From May 2000 until 2004, she was a London-wide London Assembly Member, where her roles included deputy chair of the London Assembly and chair of the Assembly's Environment Committee. She was third on the Labour Party list in the 2000 London Assembly election and won a seat due to this. She led on environmental and energy issues in the Assembly, becoming the first chair of the Environment Committee, which she chaired for the whole four-year term. In the 2004 election the Labour Party failed to poll enough votes to give her a seat.

In 2003, she was the Mayor's representative on the Energy Taskforce - part of the London Sustainable Development Commission, and responsible for setting a carbon emission reduction target for London. In 2004, she became chair of the DTI / GLA London Renewables group. As lead member for the Mayor on London Waste Action, the precursor to the London Waste & Recycling Board, she facilitated funding for London's waste awareness campaign.
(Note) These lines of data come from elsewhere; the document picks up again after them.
//! RFC 7641 observer registry
//!
//! Observations are keyed by (endpoint, token, resource). Registering the
//! same key twice is a no-op. Each resource carries its own 24-bit observe
//! sequence number, bumped once per state transition, so clients can order
//! notifications independently of message ids.

use std::collections::HashMap;
use std::net::SocketAddr;

use crate::coreconf::ResourceKind;

/// Observe option values are 24-bit
const SEQUENCE_MASK: u32 = 0x00FF_FFFF;

/// One registered observer of a resource
#[derive(Debug, Clone, PartialEq, Eq)]
pub struct Observer {
    /// Address and port notifications are sent to
    pub endpoint: SocketAddr,
    /// Token from the registering GET, echoed in every notification
    pub token: Vec<u8>,
    /// Message id of the last notification sent, for matching a Reset
    pub last_message_id: Option<u16>,
}

impl Observer {
    fn matches(&self, endpoint: SocketAddr, token: &[u8]) -> bool {
        self.endpoint == endpoint && self.token == token
    }
}

#[derive(Debug, Default)]
struct ResourceObservers {
    observers: Vec<Observer>,
    sequence: u32,
}

/// Set of observations for every observable resource
#[derive(Debug, Default)]
pub struct ObserverRegistry {
    resources: HashMap<ResourceKind, ResourceObservers>,
}

impl ObserverRegistry {
    pub fn new() -> Self {
        Self::default()
    }

    /// Register an observer; returns `false` if it was already registered
    pub fn register(&mut self, resource: ResourceKind, endpoint: SocketAddr, token: &[u8]) -> bool {
        let entry = self.resources.entry(resource).or_default();
        if entry.observers.iter().any(|o| o.matches(endpoint, token)) {
            return false;
        }
        entry.observers.push(Observer {
            endpoint,
            token: token.to_vec(),
            last_message_id: None,
        });
        true
    }

    /// Remove an observer; returns `true` if it was registered
    pub fn deregister(&mut self, resource: ResourceKind, endpoint: SocketAddr, token: &[u8]) -> bool {
        let Some(entry) = self.resources.get_mut(&resource) else {
            return false;
        };
        let before = entry.observers.len();
        entry.observers.retain(|o| !o.matches(endpoint, token));
        entry.observers.len() != before
    }

    /// Remove the observer whose last notification had `message_id`
    pub fn deregister_by_message_id(
        &mut self,
        endpoint: SocketAddr,
        message_id: u16,
    ) -> Option<(ResourceKind, Observer)> {
        for (resource, entry) in self.resources.iter_mut() {
            if let Some(pos) = entry
                .observers
                .iter()
                .position(|o| o.endpoint == endpoint && o.last_message_id == Some(message_id))
            {
                return Some((*resource, entry.observers.remove(pos)));
            }
        }
        None
    }

    pub fn observers(&self, resource: ResourceKind) -> &[Observer] {
        self.resources
            .get(&resource)
            .map(|entry| entry.observers.as_slice())
            .unwrap_or(&[])
    }

    pub fn observers_mut(&mut self, resource: ResourceKind) -> &mut [Observer] {
        match self.resources.get_mut(&resource) {
            Some(entry) => entry.observers.as_mut_slice(),
            None => &mut [],
        }
    }

    pub fn len(&self, resource: ResourceKind) -> usize {
        self.observers(resource).len()
    }

    pub fn is_empty(&self, resource: ResourceKind) -> bool {
        self.len(resource) == 0
    }

    /// Current observe sequence of a resource
    pub fn sequence(&self, resource: ResourceKind) -> u32 {
        self.resources
            .get(&resource)
            .map(|entry| entry.sequence)
            .unwrap_or(0)
    }

    /// Advance the sequence for a new state and return it
    pub fn next_sequence(&mut self, resource: ResourceKind) -> u32 {
        let entry = self.resources.entry(resource).or_default();
        entry.sequence = (entry.sequence + 1) & SEQUENCE_MASK;
        entry.sequence
    }
}
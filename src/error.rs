//! Error types for sensor-coreconf

use thiserror::Error;

/// Main error type for sensor node operations
#[derive(Debug, Error)]
pub enum NodeError {
    /// A single hardware channel failed to read or write
    #[error("Hardware error: {0}")]
    Hardware(String),

    /// Every sensor channel failed during one sampling cycle
    #[error("Sample failed: all sensor reads failed")]
    SampleFailed,

    /// IO error (socket and file operations)
    #[error("IO error: {0}")]
    Io(#[from] std::io::Error),

    /// JSON parsing/serialization error (settings files)
    #[error("JSON error: {0}")]
    Json(#[from] serde_json::Error),

    /// CBOR decoding error (maps to CoAP 5.00 on PUT)
    #[error("CBOR decode error: {0}")]
    CborDecode(String),

    /// CBOR encoding error
    #[error("CBOR encode error: {0}")]
    CborEncode(String),

    /// Node settings failed validation
    #[error("Invalid settings: {0}")]
    InvalidSettings(String),

    /// CoAP framing error from the wire engine
    #[error("Transport error: {0}")]
    Transport(String),
}

/// Result type alias for sensor node operations
pub type Result<T> = std::result::Result<T, NodeError>;
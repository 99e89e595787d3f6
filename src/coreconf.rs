//! Resource catalog and CORECONF capability description
//!
//! The catalog is the dispatch table for the server: each entry names a
//! path, its resource type for discovery, the methods it accepts and
//! whether it can be observed.

use serde::Serialize;
use serde_json::{Value, json};

use crate::codec;
use crate::coap_types::Method;

/// The resources exposed by the node
#[derive(Debug, Clone, Copy, PartialEq, Eq, Hash, PartialOrd, Ord)]
pub enum ResourceKind {
    Discovery,
    Capabilities,
    Sensors,
    Config,
    Leds,
}

/// Static description of one resource
#[derive(Debug)]
pub struct ResourceDescriptor {
    pub kind: ResourceKind,
    pub path: &'static str,
    /// `rt` attribute advertised in discovery
    pub resource_type: &'static str,
    pub methods: &'static [Method],
    pub observable: bool,
}

/// Dispatch table, in discovery order
pub static CATALOG: [ResourceDescriptor; 5] = [
    ResourceDescriptor {
        kind: ResourceKind::Sensors,
        path: "/sensors",
        resource_type: "sensors",
        methods: &[Method::Get],
        observable: false,
    },
    ResourceDescriptor {
        kind: ResourceKind::Capabilities,
        path: "/capabilities",
        resource_type: "capabilities",
        methods: &[Method::Get],
        observable: false,
    },
    ResourceDescriptor {
        kind: ResourceKind::Config,
        path: "/config",
        resource_type: "config",
        methods: &[Method::Get, Method::Put],
        observable: false,
    },
    ResourceDescriptor {
        kind: ResourceKind::Leds,
        path: "/leds",
        resource_type: "leds",
        methods: &[Method::Get, Method::Put],
        observable: true,
    },
    ResourceDescriptor {
        kind: ResourceKind::Discovery,
        path: "/.well-known/core",
        resource_type: "core",
        methods: &[Method::Get],
        observable: false,
    },
];

impl ResourceKind {
    /// Look up a resource by Uri-Path; leading and trailing '/' are ignored
    pub fn from_path(path: &str) -> Option<Self> {
        let trimmed = path.trim_matches('/');
        CATALOG
            .iter()
            .find(|entry| entry.path.trim_start_matches('/') == trimmed)
            .map(|entry| entry.kind)
    }

    pub fn descriptor(self) -> &'static ResourceDescriptor {
        // Every variant has exactly one catalog entry
        match self {
            ResourceKind::Sensors => &CATALOG[0],
            ResourceKind::Capabilities => &CATALOG[1],
            ResourceKind::Config => &CATALOG[2],
            ResourceKind::Leds => &CATALOG[3],
            ResourceKind::Discovery => &CATALOG[4],
        }
    }

    pub fn path(self) -> &'static str {
        self.descriptor().path
    }

    pub fn allows(self, method: Method) -> bool {
        self.descriptor().methods.contains(&method)
    }

    pub fn is_observable(self) -> bool {
        self.descriptor().observable
    }
}

#[derive(Debug, Serialize)]
struct DiscoveryEntry {
    path: &'static str,
    rt: &'static str,
}

#[derive(Debug, Serialize)]
struct Discovery {
    resources: Vec<DiscoveryEntry>,
}

/// Static capability/schema description served at `/capabilities`
#[derive(Debug, Clone)]
pub struct ResourceModel {
    yang_model: Value,
}

impl Default for ResourceModel {
    fn default() -> Self {
        Self::new()
    }
}

impl ResourceModel {
    pub fn new() -> Self {
        let yang_model = json!({
            "module": "sensor-data",
            "namespace": "urn:example:sensor-data",
            "container": "sensor-data",
            "leaves": {
                "timestamp": {"type": "string", "description": "Time of measurement"},
                "temperature": {"type": "decimal64", "description": "Temperature in Celsius"},
                "humidity": {"type": "decimal64", "description": "Humidity in percentage"},
                "lightLevel": {"type": "uint16", "description": "Raw light sensor reading"},
                "binLevel": {"type": "decimal64", "description": "Bin fill percentage"},
                "ledStates": {
                    "type": "container",
                    "description": "LED states",
                    "leaves": {
                        "redLed": {"type": "boolean", "description": "Red LED state"},
                        "yellowLed": {"type": "boolean", "description": "Yellow LED state"},
                        "greenLed": {"type": "boolean", "description": "Green LED state"}
                    }
                },
                "config": {
                    "type": "container",
                    "description": "Runtime configuration",
                    "leaves": {
                        "samplingIntervalSeconds": {
                            "type": "uint32",
                            "description": "Seconds between sensor samples"
                        }
                    }
                }
            }
        });
        Self { yang_model }
    }

    /// The schema as a JSON value
    pub fn yang_model(&self) -> &Value {
        &self.yang_model
    }

    /// CBOR-encoded schema
    pub fn capabilities_descriptor(&self) -> Vec<u8> {
        codec::encode_or_fallback(&self.yang_model)
    }

    /// CBOR-encoded `{resources: [{path, rt}, ...]}`, discovery resource excluded
    pub fn discovery_descriptor(&self) -> Vec<u8> {
        let discovery = Discovery {
            resources: CATALOG
                .iter()
                .filter(|entry| entry.kind != ResourceKind::Discovery)
                .map(|entry| DiscoveryEntry {
                    path: entry.path,
                    rt: entry.resource_type,
                })
                .collect(),
        };
        codec::encode_or_fallback(&discovery)
    }

    /// RFC 6690 link-format rendering of the catalog
    pub fn link_format(&self) -> String {
        CATALOG
            .iter()
            .filter(|entry| entry.kind != ResourceKind::Discovery)
            .map(|entry| {
                let mut link = format!("<{}>;rt=\"{}\"", entry.path, entry.resource_type);
                if entry.observable {
                    link.push_str(";obs");
                }
                link
            })
            .collect::<Vec<_>>()
            .join(",")
    }
}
She wrote for various publications and spoke at numerous conferences and seminars on: community empowerment, lifestyle change, social marketing, air quality, energy, waste and other issues. For ten years, she was a National Executive Member of SERA - Labour's Environment Campaign.

Prior to joining LSx, Heath was sustainability manager for Future London, the capital's regeneration centre of excellence. She was the chief executive of London Sustainability Exchange from 2005 to 2018. She was a member and former co-chair of the London Sustainable Development Commission and was a member of the London Climate Change Partnership. She also sat on the Stratford City Environmental Review panel. She also worked eight years in academia and research and ten years in civil engineering.